### [Work to be completed]
Pull every line containing "that" from the data.

### [Stored dataset items]
BEGIN

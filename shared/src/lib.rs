/*!
 * A bounded Game of Life world and the engine that steps it.
 *
 * A live cell dies if it has fewer than two live neighbors.
 * A live cell with two or three live neighbors lives on to the next generation.
 * A live cell with more than three live neighbors dies.
 * A dead cell will be brought back to live if it has exactly three live neighbors.
 *
 * The world is a square that does not wrap: cells past the edge do not exist.
 */

pub mod engine;
pub mod error;
pub mod grid;
pub mod pattern;
pub mod rule;

pub use engine::Engine;
pub use error::{Error, Result};
pub use grid::{Cells, Grid, DEFAULT_WORLD_SIZE, MAX_WORLD_SIZE};
pub use pattern::Pattern;
pub use rule::{conway, LifeLike, Rule};
//! A few well-known patterns to seed a world with.

use crate::error::Result;
use crate::grid::Grid;

/// Live cells of a pattern, as `(x, y)` offsets from its top-left corner
/// with `y` growing downwards.
#[derive(Clone, Copy, Debug, PartialEq, Eq)]
pub struct Pattern {
    pub name: &'static str,
    pub cells: &'static [(i32, i32)],
}

pub const BLOCK: Pattern = Pattern {
    name: "Block",
    cells: &[(0, 0), (1, 0), (0, 1), (1, 1)],
};

pub const BEEHIVE: Pattern = Pattern {
    name: "Beehive",
    cells: &[(1, 0), (2, 0), (0, 1), (3, 1), (1, 2), (2, 2)],
};

pub const BLINKER: Pattern = Pattern {
    name: "Blinker",
    cells: &[(0, 0), (1, 0), (2, 0)],
};

pub const TOAD: Pattern = Pattern {
    name: "Toad",
    cells: &[(1, 0), (2, 0), (3, 0), (0, 1), (1, 1), (2, 1)],
};

pub const BEACON: Pattern = Pattern {
    name: "Beacon",
    cells: &[(0, 0), (1, 0), (0, 1), (1, 1), (2, 2), (3, 2), (2, 3), (3, 3)],
};

/// Moves one cell right and one down every 4 generations.
pub const GLIDER: Pattern = Pattern {
    name: "Glider",
    cells: &[(1, 0), (2, 1), (0, 2), (1, 2), (2, 2)],
};

/// Lightweight spaceship, moving left.
#[rustfmt::skip]
pub const LWSS: Pattern = Pattern {
    name: "LWSS",
    cells: &[
        (1, 0), (4, 0),
        (0, 1),
        (0, 2), (4, 2),
        (0, 3), (1, 3), (2, 3), (3, 3),
    ],
};

pub const R_PENTOMINO: Pattern = Pattern {
    name: "R-pentomino",
    cells: &[(1, 0), (2, 0), (0, 1), (1, 1), (1, 2)],
};

pub const PATTERNS: &[Pattern] = &[
    BLOCK,
    BEEHIVE,
    BLINKER,
    TOAD,
    BEACON,
    GLIDER,
    LWSS,
    R_PENTOMINO,
];

/// Looks a pattern up by name, ignoring case.
pub fn find(name: &str) -> Option<&'static Pattern> {
    PATTERNS
        .iter()
        .find(|pattern| pattern.name.eq_ignore_ascii_case(name))
}

impl Pattern {
    /// Width and height of the pattern's bounding box.
    pub fn extent(&self) -> (i32, i32) {
        self.cells
            .iter()
            .fold((0, 0), |(w, h), &(x, y)| (w.max(x + 1), h.max(y + 1)))
    }

    /// Sets the pattern's cells alive with its top-left corner at `(x, y)`.
    /// Nothing is written unless every cell fits on the grid.
    pub fn stamp(&self, grid: &mut Grid, x: i32, y: i32) -> Result<()> {
        let at = |&(dx, dy): &(i32, i32)| (x.saturating_add(dx), y.saturating_add(dy));
        for (cx, cy) in self.cells.iter().map(at) {
            grid.get(cx, cy)?;
        }
        for (cx, cy) in self.cells.iter().map(at) {
            grid.set(cx, cy, true)?;
        }
        Ok(())
    }

    /// Stamps the pattern as close to the middle of the grid as it fits.
    pub fn stamp_centered(&self, grid: &mut Grid) -> Result<()> {
        let (w, h) = self.extent();
        let size = grid.size() as i32;
        self.stamp(grid, (size - w) / 2, (size - h) / 2)
    }
}
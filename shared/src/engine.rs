use log::{debug, trace};
use rayon::prelude::*;

use crate::error::{Error, Result};
use crate::grid::Grid;
use crate::rule::Rule;

/// Bytes of the write buffer (8 cells each) handed to one rayon task.
const PARALLEL_CHUNK_BYTES: usize = 64;

/// Steps a world one generation at a time using two preallocated grids.
///
/// `buffers[current]` holds the latest generation. A step writes the next
/// generation into the other buffer, reading only the current one, and then
/// flips `current`. No grid is allocated after construction.
#[derive(Debug)]
pub struct Engine {
    buffers: [Grid; 2],
    current: usize,
    generation: u64,
}

impl Engine {
    /// A new engine for a `world_size` x `world_size` world, starting from
    /// `initial` or from an empty grid.
    pub fn new(world_size: usize, initial: Option<Grid>) -> Result<Self> {
        let current = match initial {
            Some(grid) if grid.size() != world_size => {
                return Err(Error::SizeMismatch {
                    expected: world_size,
                    actual: grid.size(),
                })
            }
            Some(grid) => grid,
            None => Grid::new(world_size)?,
        };
        let scratch = Grid::new(world_size)?;
        debug!(
            "engine created: {world_size}x{world_size}, {} live cells",
            current.population()
        );
        Ok(Self {
            buffers: [current, scratch],
            current: 0,
            generation: 0,
        })
    }

    /// A new engine seeded from packed snapshot bytes.
    pub fn from_snapshot(world_size: usize, bytes: &[u8]) -> Result<Self> {
        let grid = Grid::from_snapshot(world_size, bytes)?;
        Self::new(world_size, Some(grid))
    }

    pub fn world_size(&self) -> usize {
        self.buffers[0].size()
    }

    /// Number of completed steps since construction or the last reset.
    pub fn generation(&self) -> u64 {
        self.generation
    }

    /// The latest generation.
    pub fn current(&self) -> &Grid {
        &self.buffers[self.current]
    }

    /// The latest generation, for edits between steps.
    pub fn current_mut(&mut self) -> &mut Grid {
        &mut self.buffers[self.current]
    }

    /// Replaces the current generation with a copy of `grid` and restarts
    /// the generation count.
    pub fn reset(&mut self, grid: &Grid) -> Result<()> {
        if grid.size() != self.world_size() {
            return Err(Error::SizeMismatch {
                expected: self.world_size(),
                actual: grid.size(),
            });
        }
        self.current_mut()
            .bytes_mut()
            .copy_from_slice(grid.as_bytes());
        self.generation = 0;
        debug!("engine reset: {} live cells", grid.population());
        Ok(())
    }

    /// Advances one generation.
    pub fn step<R: Rule + ?Sized>(&mut self, rule: &R) {
        let (current, next) = self.split();
        for (index, byte) in next.bytes_mut().iter_mut().enumerate() {
            *byte = next_byte(current, rule, index);
        }
        self.swap();
    }

    /// Advances one generation, spreading the cells over the rayon pool.
    ///
    /// Each task owns a disjoint byte range of the write buffer. The swap
    /// happens once every task has finished.
    pub fn step_parallel<R: Rule + Sync + ?Sized>(&mut self, rule: &R) {
        let (current, next) = self.split();
        next.bytes_mut()
            .par_chunks_mut(PARALLEL_CHUNK_BYTES)
            .enumerate()
            .for_each(|(chunk, bytes)| {
                let first = chunk * PARALLEL_CHUNK_BYTES;
                for (offset, byte) in bytes.iter_mut().enumerate() {
                    *byte = next_byte(current, rule, first + offset);
                }
            });
        self.swap();
    }

    /// Advances `generations` generations.
    pub fn advance<R: Rule + ?Sized>(&mut self, rule: &R, generations: u64) {
        for _ in 0..generations {
            self.step(rule);
        }
    }

    /// The current grid to read from and the other one to write into.
    fn split(&mut self) -> (&Grid, &mut Grid) {
        let [first, second] = &mut self.buffers;
        if self.current == 0 {
            (&*first, second)
        } else {
            (&*second, first)
        }
    }

    fn swap(&mut self) {
        self.current ^= 1;
        self.generation += 1;
        trace!(
            "generation {}: {} live cells",
            self.generation,
            self.current().population()
        );
    }
}

/// Next states of the 8 cells packed in byte `byte_index`. Padding bits past
/// the last cell stay zero.
fn next_byte<R: Rule + ?Sized>(current: &Grid, rule: &R, byte_index: usize) -> u8 {
    let size = current.size();
    let start = byte_index * 8;
    let end = (start + 8).min(size * size);

    let mut byte = 0;
    for i in start..end {
        let (x, y) = (i / size, i % size);
        if rule.next_state(current.live_neighbors(x, y), current.alive(x, y)) {
            byte |= 1 << (i - start);
        }
    }
    byte
}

END

### [Response to this exercise]
 * A bounded Game of Life world and the engine that steps it.
 * The world is a square that does not wrap: cells past the edge do not exist.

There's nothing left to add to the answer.